*Brief*
Show every line in the records below that contains the word "body".
Segment Open
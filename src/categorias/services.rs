use tracing::{error, instrument};

use super::{Categoria, CategoriaForm};
use crate::error::{Error, ErroresCampo, Result};
use crate::http::ApiClient;

const CATEGORIAS: &str = "categorias";

fn validar(nombre: &str) -> Result<()> {
    if nombre.trim().is_empty() {
        let mut errores = ErroresCampo::new();
        errores.insert(
            "nombre".into(),
            "El nombre de la categoría no puede estar vacío".into(),
        );
        return Err(Error::Campos(errores));
    }
    Ok(())
}

#[instrument(skip(api))]
pub async fn listar(api: &ApiClient) -> Result<Vec<Categoria>> {
    api.get(CATEGORIAS).await.map_err(|e| {
        error!(error = %e, "listar categorias failed");
        e.into()
    })
}

#[instrument(skip(api))]
pub async fn obtener(api: &ApiClient, id: i64) -> Result<Categoria> {
    api.get(&format!("{CATEGORIAS}/{id}")).await.map_err(|e| {
        error!(error = %e, id, "obtener categoria failed");
        e.into()
    })
}

#[instrument(skip(api))]
pub async fn crear(api: &ApiClient, nombre: &str) -> Result<Categoria> {
    validar(nombre)?;
    let body = CategoriaForm {
        nombre: nombre.trim(),
    };
    api.post(CATEGORIAS, &body).await.map_err(|e| {
        error!(error = %e, "crear categoria failed");
        e.into()
    })
}

#[instrument(skip(api))]
pub async fn actualizar(api: &ApiClient, id: i64, nombre: &str) -> Result<Categoria> {
    validar(nombre)?;
    let body = CategoriaForm {
        nombre: nombre.trim(),
    };
    api.put(&format!("{CATEGORIAS}/{id}"), &body)
        .await
        .map_err(|e| {
            error!(error = %e, id, "actualizar categoria failed");
            e.into()
        })
}

#[instrument(skip(api))]
pub async fn eliminar(api: &ApiClient, id: i64) -> Result<()> {
    api.delete(&format!("{CATEGORIAS}/{id}")).await.map_err(|e| {
        error!(error = %e, id, "eliminar categoria failed");
        e.into()
    })
}
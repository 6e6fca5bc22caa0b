pub mod dto;
pub mod services;

pub use dto::{Estado, FormRegistro, Rol, Usuario, UsuarioForm};
pub use services::{
    actualizar, contar, crear, eliminar, habilitar, inhabilitar, listar, listar_activos, login,
    obtener, obtener_token, registrar,
};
Segment Closed
*Solution to this problem*
    let body = CategoriaForm {
    api.post(CATEGORIAS, &body).await.map_err(|e| {
    let body = CategoriaForm {
    api.put(&format!("{CATEGORIAS}/{id}"), &body)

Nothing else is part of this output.